Prompt> Take from the data every line in which the word "Attach" is found.

Materials provided>
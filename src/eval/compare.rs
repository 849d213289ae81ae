//! Model comparison: leaderboard and per-fold tables.

use super::metrics::{nan_mean, AccuracyMetrics};
use crate::cv::BacktestResult;
use crate::utils::stats::std_dev;
use serde::Serialize;
use std::cmp::Ordering;
use std::collections::BTreeMap;

/// Metrics shown on a leaderboard unless others are requested.
pub const DEFAULT_METRICS: [&str; 4] = ["mape", "smape", "rmse", "mase"];

/// One model's averaged metrics.
#[derive(Debug, Clone, PartialEq, Serialize)]
pub struct LeaderboardEntry {
    pub model: String,
    /// Number of results averaged into this entry.
    pub runs: usize,
    pub metrics: BTreeMap<String, f64>,
}

impl LeaderboardEntry {
    pub fn metric(&self, name: &str) -> Option<f64> {
        self.metrics.get(name).copied()
    }
}

/// Models ranked by MAPE, lower first; models without a finite MAPE last.
#[derive(Debug, Clone, PartialEq, Serialize)]
pub struct Leaderboard {
    pub metrics: Vec<String>,
    pub entries: Vec<LeaderboardEntry>,
}

/// Ascending order with non-finite or missing values last.
fn finite_first(a: Option<f64>, b: Option<f64>) -> Ordering {
    let key = |v: Option<f64>| v.filter(|x| x.is_finite());
    match (key(a), key(b)) {
        (Some(x), Some(y)) => x.total_cmp(&y),
        (Some(_), None) => Ordering::Less,
        (None, Some(_)) => Ordering::Greater,
        (None, None) => Ordering::Equal,
    }
}

impl Leaderboard {
    pub fn len(&self) -> usize {
        self.entries.len()
    }

    pub fn is_empty(&self) -> bool {
        self.entries.is_empty()
    }

    /// Top-ranked entry.
    pub fn best(&self) -> Option<&LeaderboardEntry> {
        self.entries.first()
    }

    pub fn headers(&self) -> Vec<String> {
        std::iter::once("model".to_string())
            .chain(self.metrics.iter().cloned())
            .collect()
    }

    /// Table rows as strings, metrics with four decimals (`-` when missing).
    pub fn rows(&self) -> Vec<Vec<String>> {
        self.entries
            .iter()
            .map(|e| {
                std::iter::once(e.model.clone())
                    .chain(self.metrics.iter().map(|m| format_metric(e.metric(m))))
                    .collect()
            })
            .collect()
    }
}

pub(crate) fn format_metric(value: Option<f64>) -> String {
    match value {
        Some(v) if v.is_nan() => "nan".to_string(),
        Some(v) if v == f64::INFINITY => "inf".to_string(),
        Some(v) if v == f64::NEG_INFINITY => "-inf".to_string(),
        Some(v) => format!("{v:.4}"),
        None => "-".to_string(),
    }
}

/// Average results per model (first-seen order) and rank them by MAPE.
///
/// Only `metrics` are kept (the [`DEFAULT_METRICS`] when `None`); a metric
/// absent from every result of a model is left out of its entry.
pub fn create_leaderboard<'a, I>(results: I, metrics: Option<&[&str]>) -> Leaderboard
where
    I: IntoIterator<Item = (&'a str, &'a AccuracyMetrics)>,
{
    let metrics: Vec<String> = metrics
        .unwrap_or(&DEFAULT_METRICS)
        .iter()
        .map(|m| m.to_string())
        .collect();

    let mut order: Vec<&str> = Vec::new();
    let mut grouped: BTreeMap<&str, Vec<&AccuracyMetrics>> = BTreeMap::new();
    for (model, result) in results {
        if !grouped.contains_key(model) {
            order.push(model);
        }
        grouped.entry(model).or_default().push(result);
    }

    let mut entries: Vec<LeaderboardEntry> = order
        .into_iter()
        .map(|model| {
            let runs = &grouped[model];
            let values = metrics
                .iter()
                .filter_map(|name| {
                    let found: Vec<f64> = runs.iter().filter_map(|r| r.get(name)).collect();
                    (!found.is_empty()).then(|| (name.clone(), nan_mean(&found)))
                })
                .collect();
            LeaderboardEntry {
                model: model.to_string(),
                runs: runs.len(),
                metrics: values,
            }
        })
        .collect();

    if metrics.iter().any(|m| m == "mape") {
        entries.sort_by(|a, b| finite_first(a.metric("mape"), b.metric("mape")));
    }
    Leaderboard { metrics, entries }
}

/// Leaderboard over the overall metrics of several backtests.
pub fn leaderboard_from_backtests(results: &[BacktestResult], metrics: Option<&[&str]>) -> Leaderboard {
    create_leaderboard(
        results
            .iter()
            .filter_map(|r| r.metrics.as_ref().map(|m| (r.model.as_str(), m))),
        metrics,
    )
}

/// One model's per-fold values of a metric.
#[derive(Debug, Clone, PartialEq, Serialize)]
pub struct ComparisonRow {
    pub model: String,
    pub folds: Vec<f64>,
    pub mean: f64,
    /// Sample standard deviation over folds.
    pub std: f64,
}

/// Per-fold table of one metric, sorted by mean (lower first).
#[derive(Debug, Clone, PartialEq, Serialize)]
pub struct ModelComparison {
    pub metric: String,
    pub rows: Vec<ComparisonRow>,
}

impl ModelComparison {
    /// Number of fold columns (the longest row).
    pub fn n_folds(&self) -> usize {
        self.rows.iter().map(|r| r.folds.len()).max().unwrap_or(0)
    }

    pub fn headers(&self) -> Vec<String> {
        let mut headers = vec!["model".to_string()];
        headers.extend((1..=self.n_folds()).map(|i| format!("fold_{i}")));
        headers.push("mean".to_string());
        headers.push("std".to_string());
        headers
    }

    pub fn rows(&self) -> Vec<Vec<String>> {
        let n = self.n_folds();
        self.rows
            .iter()
            .map(|r| {
                let mut row = vec![r.model.clone()];
                row.extend((0..n).map(|i| format_metric(r.folds.get(i).copied())));
                row.push(format_metric(Some(r.mean)));
                row.push(format_metric(Some(r.std)));
                row
            })
            .collect()
    }
}

/// Compare models on per-fold values of `metric`.
pub fn compare_models<'a, I>(fold_values: I, metric: &str) -> ModelComparison
where
    I: IntoIterator<Item = (&'a str, &'a [f64])>,
{
    let mut rows: Vec<ComparisonRow> = fold_values
        .into_iter()
        .map(|(model, folds)| {
            let finite: Vec<f64> = folds.iter().copied().filter(|v| !v.is_nan()).collect();
            ComparisonRow {
                model: model.to_string(),
                folds: folds.to_vec(),
                mean: nan_mean(&finite),
                std: std_dev(&finite),
            }
        })
        .collect();
    rows.sort_by(|a, b| finite_first(Some(a.mean), Some(b.mean)));
    ModelComparison {
        metric: metric.to_string(),
        rows,
    }
}
//! Forecaster trait defining the common interface for all models.

use crate::core::{Forecast, TimeSeries};
use crate::error::{ForecastError, Result};
use crate::utils::z_for_level;
use std::collections::BTreeMap;

/// Future values of the regressor columns, keyed by column name.
pub type FutureRegressors = BTreeMap<String, Vec<f64>>;

/// Common interface for all forecasting models.
///
/// This trait is object-safe and can be used with `Box<dyn Forecaster>`.
pub trait Forecaster {
    /// Fit the model to the time series data.
    fn fit(&mut self, series: &TimeSeries) -> Result<()>;

    /// Generate predictions for the specified horizon.
    fn predict(&self, horizon: usize) -> Result<Forecast>;

    /// Generate predictions with intervals at coverage `level`.
    fn predict_with_intervals(&self, horizon: usize, level: f64) -> Result<Forecast> {
        let _ = level;
        self.predict(horizon)
    }

    /// Predictions given future regressor values.
    ///
    /// Models without regressors ignore `future`.
    fn predict_with_exog(&self, horizon: usize, future: &FutureRegressors) -> Result<Forecast> {
        let _ = future;
        self.predict(horizon)
    }

    /// Interval predictions given future regressor values.
    fn predict_with_exog_intervals(
        &self,
        horizon: usize,
        future: &FutureRegressors,
        level: f64,
    ) -> Result<Forecast> {
        let _ = future;
        self.predict_with_intervals(horizon, level)
    }

    /// Whether prediction needs future regressor values.
    fn requires_regressors(&self) -> bool {
        false
    }

    /// Get the fitted values (in-sample predictions).
    fn fitted_values(&self) -> Option<&[f64]>;

    /// Get the residuals (actual - fitted).
    fn residuals(&self) -> Option<&[f64]>;

    /// Get the model name.
    fn name(&self) -> &str;

    /// Check if the model has been fitted.
    fn is_fitted(&self) -> bool {
        self.fitted_values().is_some()
    }
}

/// Type alias for boxed forecaster trait objects.
///
/// # Example
///
/// ```
/// use forecast_lab::models::{BoxedForecaster, Forecaster};
/// use forecast_lab::models::baseline::Naive;
///
/// let model: BoxedForecaster = Box::new(Naive::new());
/// assert_eq!(model.name(), "Naive");
/// ```
pub type BoxedForecaster = Box<dyn Forecaster>;

/// Named model factory.
///
/// The backtest runner creates a fresh instance per fold and series.
///
/// # Example
///
/// ```
/// use forecast_lab::models::ModelSpec;
/// use forecast_lab::models::baseline::Naive;
///
/// let spec = ModelSpec::with_period("seasonal_naive", |p| Box::new(Naive::seasonal(p)), 7, true);
/// let model = spec.create();
/// assert!(!model.is_fitted());
/// ```
pub struct ModelSpec {
    /// Display name of the model
    pub name: String,
    factory: Box<dyn Fn() -> BoxedForecaster + Send + Sync>,
    /// Whether the model produces intervals
    pub has_intervals: bool,
}

impl std::fmt::Debug for ModelSpec {
    fn fmt(&self, f: &mut std::fmt::Formatter<'_>) -> std::fmt::Result {
        f.debug_struct("ModelSpec")
            .field("name", &self.name)
            .field("has_intervals", &self.has_intervals)
            .finish_non_exhaustive()
    }
}

impl ModelSpec {
    /// Create a model spec with a simple factory.
    pub fn new<F>(name: impl Into<String>, factory: F, has_intervals: bool) -> Self
    where
        F: Fn() -> BoxedForecaster + Send + Sync + 'static,
    {
        Self {
            name: name.into(),
            factory: Box::new(factory),
            has_intervals,
        }
    }

    /// Create a model spec with a period parameter.
    pub fn with_period<F>(
        name: impl Into<String>,
        factory: F,
        period: usize,
        has_intervals: bool,
    ) -> Self
    where
        F: Fn(usize) -> BoxedForecaster + Send + Sync + 'static,
    {
        Self {
            name: name.into(),
            factory: Box::new(move || factory(period)),
            has_intervals,
        }
    }

    /// Create a new model instance.
    pub fn create(&self) -> BoxedForecaster {
        (self.factory)()
    }
}

/// Training values with gaps interpolated and the edges filled.
pub(crate) fn training_values(series: &TimeSeries) -> Result<Vec<f64>> {
    if series.is_empty() {
        return Err(ForecastError::EmptyData);
    }
    if series.values().iter().all(|v| v.is_nan()) {
        return Err(ForecastError::Data(
            "training target has no observed values".to_string(),
        ));
    }
    if series.has_missing_values() {
        Ok(series.interpolated(true).values().to_vec())
    } else {
        Ok(series.values().to_vec())
    }
}

/// Root mean square of the finite residuals; zero when there are none.
pub(crate) fn residual_sigma(residuals: &[f64]) -> f64 {
    let (sum, count) = residuals
        .iter()
        .filter(|r| r.is_finite())
        .fold((0.0, 0usize), |(s, c), r| (s + r * r, c + 1));
    if count == 0 {
        0.0
    } else {
        (sum / count as f64).sqrt()
    }
}

/// Symmetric normal intervals `point ± z·sigma·scale(h)` for `h = 1..`.
pub(crate) fn normal_intervals<S>(
    point: Vec<f64>,
    sigma: f64,
    level: f64,
    scale: S,
) -> Result<Forecast>
where
    S: Fn(usize) -> f64,
{
    if !(level > 0.0 && level < 1.0) {
        return Err(ForecastError::Configuration(format!(
            "interval level must be in (0, 1), got {level}"
        )));
    }
    let z = z_for_level(level);
    let (lower, upper): (Vec<f64>, Vec<f64>) = point
        .iter()
        .enumerate()
        .map(|(i, p)| {
            let half = z * sigma * scale(i + 1);
            (p - half, p + half)
        })
        .unzip();
    Forecast::from_values_with_intervals(point, lower, upper, level)
}
//! TimeSeries data structure for one univariate series with regressors.

use crate::error::{ForecastError, Result};
use chrono::{DateTime, Utc};
use std::collections::BTreeMap;

/// A single series: strictly increasing timestamps, target values and
/// named regressor columns aligned with them.
#[derive(Debug, Clone, PartialEq)]
pub struct TimeSeries {
    series_id: Option<String>,
    timestamps: Vec<DateTime<Utc>>,
    values: Vec<f64>,
    regressors: BTreeMap<String, Vec<f64>>,
}

impl TimeSeries {
    /// Create a series, validating lengths and timestamp order.
    pub fn new(timestamps: Vec<DateTime<Utc>>, values: Vec<f64>) -> Result<Self> {
        if timestamps.len() != values.len() {
            return Err(ForecastError::DimensionMismatch {
                expected: timestamps.len(),
                got: values.len(),
            });
        }
        if let Some(w) = timestamps.windows(2).find(|w| w[1] <= w[0]) {
            return Err(ForecastError::Data(format!(
                "timestamps must be strictly increasing ({} then {})",
                w[0], w[1]
            )));
        }
        Ok(Self {
            series_id: None,
            timestamps,
            values,
            regressors: BTreeMap::new(),
        })
    }

    /// Attach a series identifier.
    pub fn with_id(mut self, id: impl Into<String>) -> Self {
        self.series_id = Some(id.into());
        self
    }

    /// Attach a regressor column aligned with the timestamps.
    pub fn with_regressor(mut self, name: impl Into<String>, values: Vec<f64>) -> Result<Self> {
        if values.len() != self.len() {
            return Err(ForecastError::DimensionMismatch {
                expected: self.len(),
                got: values.len(),
            });
        }
        self.regressors.insert(name.into(), values);
        Ok(self)
    }

    pub fn series_id(&self) -> Option<&str> {
        self.series_id.as_deref()
    }

    pub fn len(&self) -> usize {
        self.values.len()
    }

    pub fn is_empty(&self) -> bool {
        self.values.is_empty()
    }

    pub fn timestamps(&self) -> &[DateTime<Utc>] {
        &self.timestamps
    }

    pub fn values(&self) -> &[f64] {
        &self.values
    }

    pub fn last_timestamp(&self) -> Option<DateTime<Utc>> {
        self.timestamps.last().copied()
    }

    /// All regressors keyed by name, in name order.
    pub fn regressors(&self) -> &BTreeMap<String, Vec<f64>> {
        &self.regressors
    }

    pub fn regressor(&self, name: &str) -> Option<&[f64]> {
        self.regressors.get(name).map(|v| v.as_slice())
    }

    pub fn regressor_names(&self) -> Vec<&str> {
        self.regressors.keys().map(|k| k.as_str()).collect()
    }

    pub fn has_regressors(&self) -> bool {
        !self.regressors.is_empty()
    }

    /// Rows `start..end` as a new series, regressors included.
    pub fn slice(&self, start: usize, end: usize) -> Result<TimeSeries> {
        if start > end {
            return Err(ForecastError::Configuration(format!(
                "slice start {start} is after end {end}"
            )));
        }
        if end > self.len() {
            return Err(ForecastError::InsufficientData {
                needed: end,
                got: self.len(),
            });
        }
        Ok(TimeSeries {
            series_id: self.series_id.clone(),
            timestamps: self.timestamps[start..end].to_vec(),
            values: self.values[start..end].to_vec(),
            regressors: self
                .regressors
                .iter()
                .map(|(k, v)| (k.clone(), v[start..end].to_vec()))
                .collect(),
        })
    }

    /// Whether the target has NaN or infinite values.
    pub fn has_missing_values(&self) -> bool {
        self.values.iter().any(|v| !v.is_finite())
    }

    /// Copy with NaN targets linearly interpolated.
    ///
    /// With `fill_edges`, leading and trailing gaps take the nearest valid
    /// value; otherwise they stay NaN.
    pub fn interpolated(&self, fill_edges: bool) -> TimeSeries {
        TimeSeries {
            values: interpolate_series(&self.values, fill_edges),
            ..self.clone()
        }
    }
}

/// Linear interpolation over NaN runs.
pub(crate) fn interpolate_series(values: &[f64], fill_edges: bool) -> Vec<f64> {
    let mut result = values.to_vec();
    let n = result.len();
    let mut i = 0;
    while i < n {
        if !result[i].is_nan() {
            i += 1;
            continue;
        }
        let start = i;
        while i < n && result[i].is_nan() {
            i += 1;
        }
        let end = i;
        let left = start.checked_sub(1).map(|j| result[j]);
        let right = (end < n).then(|| result[end]);
        match (left, right) {
            (Some(l), Some(r)) => {
                let segments = (end - start + 1) as f64;
                for (j, idx) in (start..end).enumerate() {
                    result[idx] = l + (j + 1) as f64 / segments * (r - l);
                }
            }
            (Some(l), None) if fill_edges => result[start..end].fill(l),
            (None, Some(r)) if fill_edges => result[start..end].fill(r),
            _ => {}
        }
    }
    result
}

Written response>
    /// Attach a series identifier.
    /// Attach a regressor column aligned with the timestamps.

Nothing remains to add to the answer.